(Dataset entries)
▬▬▬▬▬▬
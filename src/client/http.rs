//! reqwest implementation of the admin API

use super::{
    endpoint, AdminApi, ApiError, DashboardStats, LoginRequest, LoginResponse, StatsEnvelope,
    DASHBOARD_STATS_PATH, LOGIN_PATH,
};
use async_trait::async_trait;
use reqwest::{Client, Response};
use std::time::Duration;

/// Admin API client over HTTP
#[derive(Debug, Clone)]
pub struct AdminClient {
    client: Client,
}

/// Configuration for the HTTP client
#[derive(Debug, Clone)]
pub struct AdminClientConfig {
    /// Request timeout
    pub request_timeout: Duration,
    /// User-Agent header value
    pub user_agent: String,
}

impl Default for AdminClientConfig {
    fn default() -> Self {
        Self {
            request_timeout: Duration::from_secs(30),
            user_agent: format!("backoffice/{}", env!("CARGO_PKG_VERSION")),
        }
    }
}

impl AdminClient {
    pub fn new(config: AdminClientConfig) -> Result<Self, ApiError> {
        let client = Client::builder()
            .timeout(config.request_timeout)
            .user_agent(config.user_agent)
            .build()?;

        Ok(Self { client })
    }

    /// Turn a non-2xx answer into `ApiError::Status`
    async fn check_status(response: Response) -> Result<Response, ApiError> {
        let status = response.status();
        if status.is_success() {
            return Ok(response);
        }

        let message = response.text().await.unwrap_or_default();
        Err(ApiError::Status {
            status: status.as_u16(),
            message,
        })
    }
}

#[async_trait]
impl AdminApi for AdminClient {
    async fn login(
        &self,
        base_url: &str,
        request: &LoginRequest,
    ) -> Result<LoginResponse, ApiError> {
        let url = endpoint(base_url, LOGIN_PATH);
        tracing::debug!(%url, "Submitting admin login");

        let response = self
            .client
            .post(&url)
            .json(request)
            .send()
            .await
            .map_err(ApiError::from_send)?;

        let response = Self::check_status(response).await?;
        response
            .json::<LoginResponse>()
            .await
            .map_err(|e| ApiError::Decode(e.to_string()))
    }

    async fn dashboard_stats(
        &self,
        base_url: &str,
        token: Option<&str>,
    ) -> Result<DashboardStats, ApiError> {
        let url = endpoint(base_url, DASHBOARD_STATS_PATH);
        tracing::debug!(%url, authorized = token.is_some(), "Fetching dashboard stats");

        let mut request = self.client.get(&url);
        if let Some(token) = token {
            request = request.bearer_auth(token);
        }

        let response = request.send().await.map_err(ApiError::from_send)?;
        let response = Self::check_status(response).await?;

        let envelope: StatsEnvelope = response
            .json()
            .await
            .map_err(|e| ApiError::Decode(e.to_string()))?;

        Ok(envelope.into_stats())
    }
}

#[cfg(test)]
mod tests {
    use super::*;

    #[test]
    fn test_default_config() {
        let config = AdminClientConfig::default();
        assert_eq!(config.request_timeout, Duration::from_secs(30));
        assert!(config.user_agent.starts_with("backoffice/"));
    }

    #[tokio::test]
    async fn test_unreachable_host_is_unavailable() {
        let client = AdminClient::new(AdminClientConfig {
            request_timeout: Duration::from_secs(2),
            ..Default::default()
        })
        .unwrap();

        // port 9 (discard) on loopback is closed on test machines
        let err = client
            .dashboard_stats("http://127.0.0.1:9", Some("t"))
            .await
            .unwrap_err();
        assert!(matches!(
            err,
            ApiError::Unavailable | ApiError::Timeout | ApiError::Request(_)
        ));
        assert!(!err.is_unauthorized());
    }
}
▬▬▬▬▬▬
## Problem statement
Look above for the line holding "client over HTTP" and the line holding "impl Default for", then output exactly those two lines and every line between them, nothing more.

## Solution to the problem
/// Admin API client over HTTP
#[derive(Debug, Clone)]
pub struct AdminClient {
    client: Client,
}

/// Configuration for the HTTP client
#[derive(Debug, Clone)]
pub struct AdminClientConfig {
    /// Request timeout
    pub request_timeout: Duration,
    /// User-Agent header value
    pub user_agent: String,
}

impl Default for AdminClientConfig {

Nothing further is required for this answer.